The Passing of an Illusion: The Idea of Communism in the Twentieth Century
by Francois Furet
(University of Chicago Press, 596 pp., $35)
I.
Ten years on, it is apparent that we misunderstood the meaning of 1989 then and we misunderstand it now. Loose talk about the end of history is to blame. It led us to think that communism was over. Ten years on, it obviously is not over. Slobodan Milosevic's regime remains communist in essence, if authoritarian-populist in form. Milosevic created a playground zone of media freedom and a facade of political pluralism in order to conceal the unregenerately communist character of his regime: the Leninist-conspiratorial approach to politics itself; the corrupt appropriation of the economy by the ruling elite; the predatory role of the secret police; the anemic dependency of civil society; the chauvinistic paranoia of public discourse. It is all there--bombed, defeated, but still standing, the last living example of what communism did to politics in Europe.
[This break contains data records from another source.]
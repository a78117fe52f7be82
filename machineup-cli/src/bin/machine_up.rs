//! Bring a single declared machine (one instance plus its volumes) into
//! conformance with its descriptor file.

use std::path::PathBuf;

use anyhow::Context;
use clap::Parser;

use machineup_cli::{init_tracing, CommonArgs};
use machineup_common::config;
use machineup_orchestrator::{machine, StderrReport};

#[derive(Debug, Parser)]
#[command(name = "machine-up", version, about = "Provision one machine from a YAML descriptor")]
struct Args {
    /// Machine descriptor file.
    machine_file: PathBuf,

    #[command(flatten)]
    common: CommonArgs,
}

#[tokio::main]
async fn main() {
    if let Err(err) = run().await {
        eprintln!("machine-up: {err:#}");
        std::process::exit(1);
    }
}

async fn run() -> anyhow::Result<()> {
    dotenv::dotenv().ok();
    init_tracing();
    let args = Args::parse();

    let mut machine =
        config::load_machine(&args.machine_file).context("loading machine descriptor")?;
    if machine.instance.availability_zone.is_empty() {
        anyhow::bail!("cannot create machine, instance.availability_zone is missing");
    }

    let region = args.common.effective_region(&machine.instance.region)?;
    let provider = args.common.provider(&region)?;
    let settle = args.common.settle();

    machine::converge(
        provider.as_ref(),
        &StderrReport,
        &settle,
        &mut machine,
        &args.common.workdir,
    )
    .await?;

    println!(
        "Machine Id <{}>, IP Address <{}>",
        machine.instance.id, machine.instance.private_ip
    );
    Ok(())
}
But how can they be otherwise? Despite Solzhenitsyn, Sakharov, Akhmatova, and all the heroic witnesses, the Soviet past remains unmastered by the society at large. For most Russians of a certain age, the horror of the gulag is not structural but incidental. They remember the health care, and forget the terror; they remember the universal education and the factory holidays in Crimea, and forget the torture and the disappearance of their friends. These illusions of memory are tenacious and highly dangerous. The West continues to be faced with a powerful society, equipped with nuclear weapons and incapable of democracy as long as it equates democracy with the loss of Father Stalin.
Democracy does not stand a chance in Russia unless this vile nostalgia is disgraced. Since the society is never likely to de-Stalinize, or to establish a Truth Commission to complete official atonement and public recognition, the generation with living memories of Stalin will have to die off before Russia can lay communism to rest. And these considerations mean that Francois Furet's book is not quite about an illusion whose time has passed. Its real subject is an illusion that refuses to die.
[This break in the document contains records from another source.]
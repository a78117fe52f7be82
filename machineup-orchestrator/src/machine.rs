//! Per-machine orchestration: the ordered reconciliation sequence for one
//! instance and its volumes.

use std::fs;
use std::path::Path;

use machineup_common::descriptor::{Machine, Volume};
use machineup_providers::{codes, CloudProvider};

use crate::error::ProvisionError;
use crate::format;
use crate::instances;
use crate::report::Report;
use crate::settle::Settle;
use crate::volumes;

/// Bring one machine into conformance. Strictly ordered: resolve volumes
/// (zones forced to the instance's), format the new ones through a bootstrap
/// instance, resolve the instance, attach all volumes, reboot. Realized ids
/// and addresses are merged into the passed descriptors.
pub async fn converge(
    provider: &dyn CloudProvider,
    report: &dyn Report,
    settle: &Settle,
    machine: &mut Machine,
    workdir: &Path,
) -> Result<(), ProvisionError> {
    // Fail on a missing user-data template before any provider call.
    if !machine.instance.cloud_config.is_empty() {
        fs::metadata(&machine.instance.cloud_config).map_err(|err| {
            ProvisionError::Configuration(format!(
                "user-data template <{}>: {err}",
                machine.instance.cloud_config
            ))
        })?;
    }

    let mut to_format: Vec<Volume> = Vec::new();
    for volume in &mut machine.volumes {
        volume.availability_zone = machine.instance.availability_zone.clone();
        let fresh = volume.needs_format();
        volumes::resolve(provider, report, settle, volume).await?;
        if fresh {
            to_format.push(volume.clone());
        }
    }

    if !to_format.is_empty() {
        format::format_volumes(provider, report, settle, &machine.instance, &to_format, workdir)
            .await?;
    }

    instances::resolve(provider, report, settle, &mut machine.instance).await?;
    attach_volumes(provider, &machine.instance.id, &machine.volumes).await?;

    // Mounts configured in the machine's own user data take effect on reboot.
    instances::reboot(provider, report, &machine.instance.id).await?;

    report.line(&format!(
        "The instance Id <{}> with IP Address <{}> is running with {} volume(s)!",
        machine.instance.id,
        machine.instance.private_ip,
        machine.volumes.len()
    ));
    Ok(())
}

/// Attach every volume at its configured device path. A provider error coded
/// `VolumeInUse` means the volume is already attached and is skipped; any
/// other error aborts.
pub async fn attach_volumes(
    provider: &dyn CloudProvider,
    instance_id: &str,
    volumes: &[Volume],
) -> Result<(), ProvisionError> {
    for volume in volumes {
        if let Err(err) = provider
            .attach_volume(&volume.id, instance_id, &volume.device)
            .await
        {
            if err.code() == Some(codes::VOLUME_IN_USE) {
                tracing::debug!(
                    volume = %volume.id,
                    instance = %instance_id,
                    "volume already attached"
                );
                continue;
            }
            return Err(ProvisionError::PartialState {
                resource: "volume",
                id: volume.id.clone(),
                step: "attach",
                source: err,
            });
        }
    }
    Ok(())
}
This powerful book first appeared in Paris in 1995, before Furet's death, and it is now published in a fluent and convincing translation by his American widow. Furet was one of the great barons of French academic life, witty, worldly-wise, and cynical as only an ex-Communist could be. In his introduction, Furet refers obliquely to his own membership in the Communist Party, saying only that it began in 1949 and ended in 1956 with the Soviet invasion of Hungary. He looks upon his youthful illusions with serenity:
"Forty years later I judge my erstwhile blindness with neither indulgence nor acrimony... That unfortunate engagement taught me something. I came away from Communism with a curiosity about the revolutionary passion and with an immunity to pseudo-religious investment in political action."
At the time of his death in 1997, Furet was a member of the Academie Francaise, a Chevalier of the Legion of Honor, and a professor at the Ecole des Hautes Etudes; but he was not a narrowly French figure. He was free of the anti-Americanism and the Anglophobia that impoverishes French intellectual life, and taught regularly at the University of Chicago. In France, he enjoyed popular success--and academic respect--for his Interpreting the French Revolution, a briskly iconoclastic essay on the idea of the French Revolution that challenged the soporific pieties of socialism and republicanism alike. Furet argued boldly that the French revolutionary tradition was over; that it had lost its capacity to divide France and to inspire change with a re-commitment to its ideals. And The Passing of an Illusion continues Furet's rigorous autopsy on the corpse of Enlightenment dreams. In his account, the October Revolution of 1917 was an attempt to complete the work of 1789. Viewed in this light, the question is how the promise of liberation--common to both revolutions--was so thoroughly betrayed in the twentieth century, and why so many left intellectuals should have been so blind to the unfolding catastrophe.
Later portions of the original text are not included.